DATA SECTION:
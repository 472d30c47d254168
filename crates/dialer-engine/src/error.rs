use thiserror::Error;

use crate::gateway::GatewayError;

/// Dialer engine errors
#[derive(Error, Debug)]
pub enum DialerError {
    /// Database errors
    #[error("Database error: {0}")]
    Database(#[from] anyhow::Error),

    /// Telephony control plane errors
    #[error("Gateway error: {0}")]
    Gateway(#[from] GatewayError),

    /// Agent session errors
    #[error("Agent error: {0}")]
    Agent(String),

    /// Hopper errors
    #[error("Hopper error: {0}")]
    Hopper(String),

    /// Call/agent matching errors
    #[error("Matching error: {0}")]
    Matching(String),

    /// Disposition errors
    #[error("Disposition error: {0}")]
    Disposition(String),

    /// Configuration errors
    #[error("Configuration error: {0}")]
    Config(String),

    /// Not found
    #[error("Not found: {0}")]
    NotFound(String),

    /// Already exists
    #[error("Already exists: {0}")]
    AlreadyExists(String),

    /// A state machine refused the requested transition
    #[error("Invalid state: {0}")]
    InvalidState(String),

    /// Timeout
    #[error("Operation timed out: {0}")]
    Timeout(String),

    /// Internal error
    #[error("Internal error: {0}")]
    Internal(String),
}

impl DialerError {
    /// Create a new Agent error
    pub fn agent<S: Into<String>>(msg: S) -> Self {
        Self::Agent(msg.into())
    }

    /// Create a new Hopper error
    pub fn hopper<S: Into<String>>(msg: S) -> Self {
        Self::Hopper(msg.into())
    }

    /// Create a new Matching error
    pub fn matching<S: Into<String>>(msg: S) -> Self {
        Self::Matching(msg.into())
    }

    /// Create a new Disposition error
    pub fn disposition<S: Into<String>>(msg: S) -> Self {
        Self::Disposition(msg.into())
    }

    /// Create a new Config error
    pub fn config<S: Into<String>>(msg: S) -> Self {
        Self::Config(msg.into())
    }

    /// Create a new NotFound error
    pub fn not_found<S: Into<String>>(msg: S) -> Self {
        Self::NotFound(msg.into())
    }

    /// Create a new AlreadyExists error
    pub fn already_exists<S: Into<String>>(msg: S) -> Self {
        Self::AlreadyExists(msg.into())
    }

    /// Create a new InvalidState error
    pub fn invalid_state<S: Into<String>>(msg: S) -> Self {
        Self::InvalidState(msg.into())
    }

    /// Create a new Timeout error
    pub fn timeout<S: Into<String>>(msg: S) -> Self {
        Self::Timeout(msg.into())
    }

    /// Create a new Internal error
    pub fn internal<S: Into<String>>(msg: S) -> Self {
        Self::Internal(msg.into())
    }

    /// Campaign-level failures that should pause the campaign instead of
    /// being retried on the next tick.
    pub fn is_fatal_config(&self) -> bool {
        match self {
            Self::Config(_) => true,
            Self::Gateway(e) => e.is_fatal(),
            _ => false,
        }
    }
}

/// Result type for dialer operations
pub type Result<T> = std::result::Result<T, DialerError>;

...

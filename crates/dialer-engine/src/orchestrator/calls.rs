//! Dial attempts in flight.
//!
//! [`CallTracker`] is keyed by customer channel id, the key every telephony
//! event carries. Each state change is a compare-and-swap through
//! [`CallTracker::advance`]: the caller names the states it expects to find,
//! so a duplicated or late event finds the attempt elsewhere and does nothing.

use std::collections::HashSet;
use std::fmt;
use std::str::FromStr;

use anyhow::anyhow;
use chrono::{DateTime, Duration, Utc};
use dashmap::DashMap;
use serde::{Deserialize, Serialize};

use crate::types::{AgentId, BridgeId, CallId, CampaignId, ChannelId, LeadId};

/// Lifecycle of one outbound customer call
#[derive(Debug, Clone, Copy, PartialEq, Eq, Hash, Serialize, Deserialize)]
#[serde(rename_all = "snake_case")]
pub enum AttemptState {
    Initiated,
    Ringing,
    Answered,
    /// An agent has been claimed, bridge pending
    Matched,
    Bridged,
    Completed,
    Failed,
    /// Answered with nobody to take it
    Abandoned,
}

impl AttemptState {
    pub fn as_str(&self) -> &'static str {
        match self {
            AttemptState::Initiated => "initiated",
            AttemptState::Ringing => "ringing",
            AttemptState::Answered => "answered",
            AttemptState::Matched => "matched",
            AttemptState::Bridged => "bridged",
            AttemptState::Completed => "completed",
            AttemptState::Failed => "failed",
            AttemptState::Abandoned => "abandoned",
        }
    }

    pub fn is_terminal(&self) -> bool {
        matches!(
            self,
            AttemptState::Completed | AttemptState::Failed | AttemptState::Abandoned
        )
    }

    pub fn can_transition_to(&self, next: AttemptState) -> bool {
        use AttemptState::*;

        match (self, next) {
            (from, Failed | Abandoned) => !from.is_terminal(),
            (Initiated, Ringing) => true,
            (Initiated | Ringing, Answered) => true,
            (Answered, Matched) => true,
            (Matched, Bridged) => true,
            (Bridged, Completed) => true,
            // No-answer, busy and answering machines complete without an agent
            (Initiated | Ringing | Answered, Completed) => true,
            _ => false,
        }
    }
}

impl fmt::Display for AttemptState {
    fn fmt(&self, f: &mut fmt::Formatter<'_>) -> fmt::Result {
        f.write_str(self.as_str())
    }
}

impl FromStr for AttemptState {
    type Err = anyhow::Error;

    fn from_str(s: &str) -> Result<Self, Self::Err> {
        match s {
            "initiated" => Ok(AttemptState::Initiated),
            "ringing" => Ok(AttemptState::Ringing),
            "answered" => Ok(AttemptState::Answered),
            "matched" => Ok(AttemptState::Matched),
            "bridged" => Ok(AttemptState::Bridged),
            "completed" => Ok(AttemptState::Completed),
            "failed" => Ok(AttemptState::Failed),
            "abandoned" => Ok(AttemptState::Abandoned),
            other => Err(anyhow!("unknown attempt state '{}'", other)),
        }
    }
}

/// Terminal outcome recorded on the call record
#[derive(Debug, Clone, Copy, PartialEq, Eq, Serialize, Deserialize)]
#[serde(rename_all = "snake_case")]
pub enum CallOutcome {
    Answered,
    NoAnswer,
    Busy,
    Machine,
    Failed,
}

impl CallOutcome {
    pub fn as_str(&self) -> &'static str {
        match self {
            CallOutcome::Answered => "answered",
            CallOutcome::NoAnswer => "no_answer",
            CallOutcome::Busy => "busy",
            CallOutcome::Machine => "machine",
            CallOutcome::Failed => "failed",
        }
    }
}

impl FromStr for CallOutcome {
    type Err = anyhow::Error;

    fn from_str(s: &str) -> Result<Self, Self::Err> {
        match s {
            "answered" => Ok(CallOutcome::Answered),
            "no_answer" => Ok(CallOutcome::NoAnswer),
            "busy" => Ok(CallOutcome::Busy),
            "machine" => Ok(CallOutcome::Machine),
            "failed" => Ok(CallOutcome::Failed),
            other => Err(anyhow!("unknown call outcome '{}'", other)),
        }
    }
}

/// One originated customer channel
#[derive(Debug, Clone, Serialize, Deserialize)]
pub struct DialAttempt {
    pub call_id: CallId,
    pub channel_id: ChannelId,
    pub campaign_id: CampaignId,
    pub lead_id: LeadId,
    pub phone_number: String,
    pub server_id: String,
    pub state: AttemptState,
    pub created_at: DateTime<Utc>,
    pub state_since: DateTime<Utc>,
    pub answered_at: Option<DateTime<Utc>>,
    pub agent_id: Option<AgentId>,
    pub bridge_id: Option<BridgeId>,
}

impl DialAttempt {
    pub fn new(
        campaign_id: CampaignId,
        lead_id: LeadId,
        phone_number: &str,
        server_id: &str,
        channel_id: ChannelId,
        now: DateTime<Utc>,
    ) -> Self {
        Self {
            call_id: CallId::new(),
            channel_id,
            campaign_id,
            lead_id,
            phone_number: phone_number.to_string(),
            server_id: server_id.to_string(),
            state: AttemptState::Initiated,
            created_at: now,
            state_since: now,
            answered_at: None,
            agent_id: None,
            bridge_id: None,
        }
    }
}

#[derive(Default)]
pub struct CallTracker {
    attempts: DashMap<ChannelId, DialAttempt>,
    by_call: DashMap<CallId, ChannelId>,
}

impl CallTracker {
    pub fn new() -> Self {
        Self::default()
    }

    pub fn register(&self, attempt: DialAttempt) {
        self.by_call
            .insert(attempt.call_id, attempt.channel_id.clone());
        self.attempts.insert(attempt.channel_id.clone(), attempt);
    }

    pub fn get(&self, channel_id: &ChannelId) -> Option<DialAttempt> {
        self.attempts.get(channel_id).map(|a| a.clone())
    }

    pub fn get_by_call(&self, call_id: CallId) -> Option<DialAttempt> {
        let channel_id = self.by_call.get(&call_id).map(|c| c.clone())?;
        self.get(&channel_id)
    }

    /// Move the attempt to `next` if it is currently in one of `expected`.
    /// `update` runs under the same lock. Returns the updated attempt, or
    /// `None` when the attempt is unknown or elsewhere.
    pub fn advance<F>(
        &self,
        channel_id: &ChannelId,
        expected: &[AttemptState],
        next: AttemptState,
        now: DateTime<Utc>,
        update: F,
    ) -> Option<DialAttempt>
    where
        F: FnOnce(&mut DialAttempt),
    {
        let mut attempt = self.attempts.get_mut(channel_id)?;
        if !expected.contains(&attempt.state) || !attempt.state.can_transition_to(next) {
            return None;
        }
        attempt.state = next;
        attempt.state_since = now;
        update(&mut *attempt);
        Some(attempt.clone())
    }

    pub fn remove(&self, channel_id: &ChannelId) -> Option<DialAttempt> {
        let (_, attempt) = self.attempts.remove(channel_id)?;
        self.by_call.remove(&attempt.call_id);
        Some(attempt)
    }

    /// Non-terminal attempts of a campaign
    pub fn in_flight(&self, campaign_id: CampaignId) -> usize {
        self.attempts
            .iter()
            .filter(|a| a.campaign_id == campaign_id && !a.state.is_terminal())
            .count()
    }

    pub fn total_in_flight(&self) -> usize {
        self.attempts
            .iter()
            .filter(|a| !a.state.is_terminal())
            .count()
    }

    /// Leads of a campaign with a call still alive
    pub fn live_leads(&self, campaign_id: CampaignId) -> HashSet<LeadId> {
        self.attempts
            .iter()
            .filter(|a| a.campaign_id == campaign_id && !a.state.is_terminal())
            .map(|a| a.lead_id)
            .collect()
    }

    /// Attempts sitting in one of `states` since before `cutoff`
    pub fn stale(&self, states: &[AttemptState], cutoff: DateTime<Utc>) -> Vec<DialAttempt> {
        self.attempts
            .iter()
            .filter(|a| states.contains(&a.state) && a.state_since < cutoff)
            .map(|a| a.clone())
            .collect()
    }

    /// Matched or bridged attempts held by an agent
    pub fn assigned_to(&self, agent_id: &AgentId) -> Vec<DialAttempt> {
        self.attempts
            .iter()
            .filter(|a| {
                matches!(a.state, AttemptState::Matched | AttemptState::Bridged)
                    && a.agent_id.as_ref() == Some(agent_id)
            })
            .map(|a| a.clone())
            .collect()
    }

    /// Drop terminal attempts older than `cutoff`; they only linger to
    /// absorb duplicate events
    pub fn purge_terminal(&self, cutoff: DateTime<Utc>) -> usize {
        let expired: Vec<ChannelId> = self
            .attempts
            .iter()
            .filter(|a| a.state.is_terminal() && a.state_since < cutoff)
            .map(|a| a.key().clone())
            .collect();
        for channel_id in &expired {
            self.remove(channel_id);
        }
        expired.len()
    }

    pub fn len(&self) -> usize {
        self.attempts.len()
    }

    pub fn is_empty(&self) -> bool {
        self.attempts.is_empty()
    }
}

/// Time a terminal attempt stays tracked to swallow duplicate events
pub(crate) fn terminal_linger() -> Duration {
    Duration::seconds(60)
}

PROBLEM STATEMENT: Which lines of the data above contain "elsewhere"? Copy each one.

ANSWER:
//! so a duplicated or late event finds the attempt elsewhere and does nothing.
    /// `None` when the attempt is unknown or elsewhere.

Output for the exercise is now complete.